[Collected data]
....................

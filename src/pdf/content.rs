//! Content stream operators for sheet drawing

/// Stroke color of the die-cut guide circles (magenta, kept out of gamut
/// for normal artwork so the print shop can isolate the cut layer)
pub const CUT_GUIDE_RGB: (f64, f64, f64) = (1.0, 0.0, 1.0);

/// Stroke width of the die-cut guide circles, in points
pub const CUT_GUIDE_WIDTH: f64 = 0.5;

/// Font size of the row's ID label, in points
pub const LABEL_FONT_SIZE: f64 = 10.0;

/// Kappa for approximating a quarter circle with one cubic Bézier
const CIRCLE_KAPPA: f64 = 0.55228475;

/// Format a coordinate for a content stream
///
/// Every coordinate written to a page goes through here, so all numbers on
/// a sheet round the same way: four decimal places.
pub fn coord(value: f64) -> String {
    format!("{:.4}", value)
}

/// Append a stroked, unfilled die-cut guide circle centered at (cx, cy)
pub fn cut_guide_circle(content: &mut String, cx: f64, cy: f64, radius: f64) {
    let k = radius * CIRCLE_KAPPA;
    let (r, g, b) = CUT_GUIDE_RGB;

    content.push_str(&format!("{} {} {} RG\n", r, g, b));
    content.push_str(&format!("{} w\n", CUT_GUIDE_WIDTH));
    content.push_str(&format!("{} {} m\n", coord(cx + radius), coord(cy)));
    content.push_str(&format!(
        "{} {} {} {} {} {} c\n",
        coord(cx + radius),
        coord(cy + k),
        coord(cx + k),
        coord(cy + radius),
        coord(cx),
        coord(cy + radius)
    ));
    content.push_str(&format!(
        "{} {} {} {} {} {} c\n",
        coord(cx - k),
        coord(cy + radius),
        coord(cx - radius),
        coord(cy + k),
        coord(cx - radius),
        coord(cy)
    ));
    content.push_str(&format!(
        "{} {} {} {} {} {} c\n",
        coord(cx - radius),
        coord(cy - k),
        coord(cx - k),
        coord(cy - radius),
        coord(cx),
        coord(cy - radius)
    ));
    content.push_str(&format!(
        "{} {} {} {} {} {} c\n",
        coord(cx + k),
        coord(cy - radius),
        coord(cx + radius),
        coord(cy - k),
        coord(cx + radius),
        coord(cy)
    ));
    content.push_str("h S\n");
}

/// Append an ID label in black Helvetica-Bold at the given baseline origin
pub fn id_label(content: &mut String, text: &str, x: f64, y: f64) {
    content.push_str("BT\n");
    content.push_str(&format!("/F1 {} Tf\n", LABEL_FONT_SIZE));
    content.push_str("0 g\n");
    content.push_str(&format!("1 0 0 1 {} {} Tm\n", coord(x), coord(y)));
    content.push_str(&format!("({}) Tj\n", escape_pdf_string(text)));
    content.push_str("ET\n");
}

/// Append a placed image XObject filling the given rectangle
pub fn place_image(content: &mut String, name: &str, x: f64, y: f64, width: f64, height: f64) {
    content.push_str("q\n");
    content.push_str(&format!(
        "{} 0 0 {} {} {} cm\n",
        coord(width),
        coord(height),
        coord(x),
        coord(y)
    ));
    content.push_str(&format!("/{} Do\n", name));
    content.push_str("Q\n");
}

/// Fit an image into a square box centered at (cx, cy), preserving aspect
///
/// Returns the (x, y, width, height) rectangle `place_image` should fill.
/// Square sources fill the box exactly; others shrink on their long axis and
/// stay centered.
pub fn fit_centered(img_width: u32, img_height: u32, cx: f64, cy: f64, box_size: f64) -> (f64, f64, f64, f64) {
    let w = img_width as f64;
    let h = img_height as f64;
    let scale = (box_size / w).min(box_size / h);
    let draw_w = w * scale;
    let draw_h = h * scale;

    (cx - draw_w / 2.0, cy - draw_h / 2.0, draw_w, draw_h)
}

/// Escape special characters in PDF strings
fn escape_pdf_string(s: &str) -> String {
    s.replace('\\', "\\\\")
        .replace('(', "\\(")
        .replace(')', "\\)")
        .replace('\r', "\\r")
        .replace('\n', "\\n")
}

....................

» TASK OBJECTIVE: Which lines of the data contain the string "coordinate"? Copy each of them.

» RESPONSE:
/// Format a coordinate for a content stream
/// Every coordinate written to a page goes through here, so all numbers on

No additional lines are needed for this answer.